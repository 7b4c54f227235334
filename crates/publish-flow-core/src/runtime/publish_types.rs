// crates/publish-flow-core/src/runtime/publish_types.rs
// ============================================================================
// Module: Publish Type Registry
// Description: Per-publish-type extractor, schema, and rule bundles.
// Purpose: Route submissions to the pipeline for their publish type.
// Dependencies: thiserror, tracing, crate::{core, interfaces}
// ============================================================================

//! ## Overview
//! Each publish type contributes a [`PublishTypeHandler`] bundling its field
//! extractor, schema, and rule engine. The [`PublishTypeRegistry`] maps the
//! type tag to its handler, and [`validate_submission`] runs the shared
//! pipeline: extract, validate fields, apply rules, reduce.

// ============================================================================
// SECTION: Imports
// ============================================================================

use std::collections::BTreeMap;

use thiserror::Error;
use tracing::debug;

use crate::core::FieldValue;
use crate::core::LoadTestContext;
use crate::core::Locale;
use crate::core::PublishType;
use crate::core::RawFieldMap;
use crate::core::ValidationOutcome;
use crate::core::field;
use crate::interfaces::ReachabilityProbe;
use crate::interfaces::RegistryError;
use crate::interfaces::RegistryStore;
use crate::runtime::extractor::FieldExtractor;
use crate::runtime::reachability::ReachabilityCache;
use crate::runtime::reducer::ReportReducer;
use crate::runtime::rules::PluginRuleEngine;
use crate::runtime::rules::PublishRules;
use crate::runtime::rules::RuleContext;
use crate::runtime::schema::Schema;
use crate::runtime::schema::SchemaError;
use crate::runtime::schema::SchemaValidator;
use crate::runtime::schema::ValidationContext;

// ============================================================================
// SECTION: Errors
// ============================================================================

/// Publish type registry errors.
#[derive(Debug, Error)]
pub enum PublishTypeError {
    /// No handler is registered for the publish type.
    #[error("no handler registered for publish type {0}")]
    Unsupported(PublishType),
    /// A handler could not be constructed.
    #[error("publish type handler construction failed: {0}")]
    Schema(#[from] SchemaError),
    /// A handler extractor could not be constructed.
    #[error("publish type extractor construction failed: {0}")]
    Extractor(#[from] regex::Error),
}

// ============================================================================
// SECTION: Submission
// ============================================================================

/// Text and submitter of one submission.
#[derive(Debug, Clone, Copy)]
pub struct Submission<'a> {
    /// Issue body.
    pub body: &'a str,
    /// Login of the submitter.
    pub author: Option<&'a str>,
}

/// Collaborators and context for one validation run.
pub struct ValidationEnv<'a> {
    /// Message language.
    pub locale: Locale,
    /// Load-test outcome.
    pub load_test: &'a LoadTestContext,
    /// URL probe.
    pub probe: &'a dyn ReachabilityProbe,
    /// Probe memo owned by the caller.
    pub cache: &'a mut ReachabilityCache,
    /// Registry consulted for the previous record.
    pub registry: &'a dyn RegistryStore,
}

// ============================================================================
// SECTION: Handlers
// ============================================================================

/// Pipeline components for one publish type.
pub trait PublishTypeHandler {
    /// Returns the publish type handled.
    fn publish_type(&self) -> PublishType;

    /// Returns the body extractor.
    fn extractor(&self) -> &FieldExtractor;

    /// Returns the field schema.
    fn schema(&self) -> &Schema;

    /// Returns the cross-field rules.
    fn rules(&self) -> &dyn PublishRules;

    /// Builds the raw field map for a submission.
    fn raw_fields(&self, submission: &Submission<'_>, load_test: &LoadTestContext) -> RawFieldMap {
        let mut raw = self.extractor().extract(submission.body);
        raw.insert_opt(field::AUTHOR, submission.author.map(FieldValue::from));
        if let Some(metadata) = &load_test.metadata {
            raw.insert(field::DESCRIPTION, metadata.description.clone());
            raw.insert(field::USAGE, metadata.usage.clone());
            raw.insert(field::PLUGIN_TYPE, metadata.plugin_type.clone());
            raw.insert(field::VERSION, metadata.version.clone());
        }
        raw
    }
}

/// Handler for plugin submissions.
#[derive(Debug, Clone)]
pub struct PluginHandler {
    /// Body extractor.
    extractor: FieldExtractor,
    /// Field schema.
    schema: Schema,
    /// Cross-field rules.
    rules: PluginRuleEngine,
}

impl PluginHandler {
    /// Creates the plugin handler.
    ///
    /// # Errors
    ///
    /// Returns [`PublishTypeError`] when a built-in pattern fails to compile.
    pub fn new() -> Result<Self, PublishTypeError> {
        Ok(Self {
            extractor: FieldExtractor::plugin()?,
            schema: Schema::plugin()?,
            rules: PluginRuleEngine,
        })
    }
}

impl PublishTypeHandler for PluginHandler {
    fn publish_type(&self) -> PublishType {
        PublishType::Plugin
    }

    fn extractor(&self) -> &FieldExtractor {
        &self.extractor
    }

    fn schema(&self) -> &Schema {
        &self.schema
    }

    fn rules(&self) -> &dyn PublishRules {
        &self.rules
    }
}

// ============================================================================
// SECTION: Registry
// ============================================================================

/// Publish type tag to handler mapping.
#[derive(Default)]
pub struct PublishTypeRegistry {
    /// Handlers by publish type.
    handlers: BTreeMap<PublishType, Box<dyn PublishTypeHandler>>,
}

impl PublishTypeRegistry {
    /// Creates an empty registry.
    #[must_use]
    pub fn new() -> Self {
        Self::default()
    }

    /// Creates a registry with every built-in handler.
    ///
    /// # Errors
    ///
    /// Returns [`PublishTypeError`] when a built-in handler fails to build.
    pub fn builtin() -> Result<Self, PublishTypeError> {
        let mut registry = Self::new();
        registry.register(PluginHandler::new()?);
        Ok(registry)
    }

    /// Registers a handler, replacing any existing one for its type.
    pub fn register(&mut self, handler: impl PublishTypeHandler + 'static) {
        self.handlers.insert(handler.publish_type(), Box::new(handler));
    }

    /// Returns the handler for `publish_type`.
    ///
    /// # Errors
    ///
    /// Returns [`PublishTypeError::Unsupported`] when no handler exists.
    pub fn handler(
        &self,
        publish_type: PublishType,
    ) -> Result<&dyn PublishTypeHandler, PublishTypeError> {
        self.handlers
            .get(&publish_type)
            .map(|handler| &**handler)
            .ok_or(PublishTypeError::Unsupported(publish_type))
    }

    /// Returns the registered publish types in order.
    pub fn publish_types(&self) -> impl Iterator<Item = PublishType> + '_ {
        self.handlers.keys().copied()
    }
}

// ============================================================================
// SECTION: Pipeline
// ============================================================================

/// Runs extraction, field validation, rules, and reduction for a submission.
///
/// # Errors
///
/// Returns [`RegistryError`] when the previous registry entry cannot be read.
pub fn validate_submission(
    handler: &dyn PublishTypeHandler,
    submission: &Submission<'_>,
    env: &mut ValidationEnv<'_>,
) -> Result<ValidationOutcome, RegistryError> {
    let raw = handler.raw_fields(submission, env.load_test);
    debug!(publish_type = %handler.publish_type(), fields = raw.len(), "extracted raw fields");

    let mut ctx = ValidationContext {
        locale: env.locale,
        probe: env.probe,
        cache: &mut *env.cache,
    };
    let validation = SchemaValidator::validate(handler.schema(), &raw, &mut ctx);

    let previous = match raw.text(field::NAME) {
        Some(name) => env.registry.lookup(name)?,
        None => None,
    };
    let rule_ctx = RuleContext {
        previous: previous.as_ref(),
        load_test: env.load_test,
        locale: env.locale,
    };
    let validation = handler.rules().apply(&rule_ctx, validation);

    let outcome = ReportReducer::reduce(handler.publish_type(), &raw, validation);
    debug!(valid = outcome.valid, errors = outcome.errors.len(), name = %outcome.name, "validated submission");
    Ok(outcome)
}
***
> **WHAT TO DO**: Make a list of all lines in the data that contain "registered".

> **ANSWER TO THE EXERCISE**:
    /// No handler is registered for the publish type.
    #[error("no handler registered for publish type {0}")]
    /// Returns the registered publish types in order.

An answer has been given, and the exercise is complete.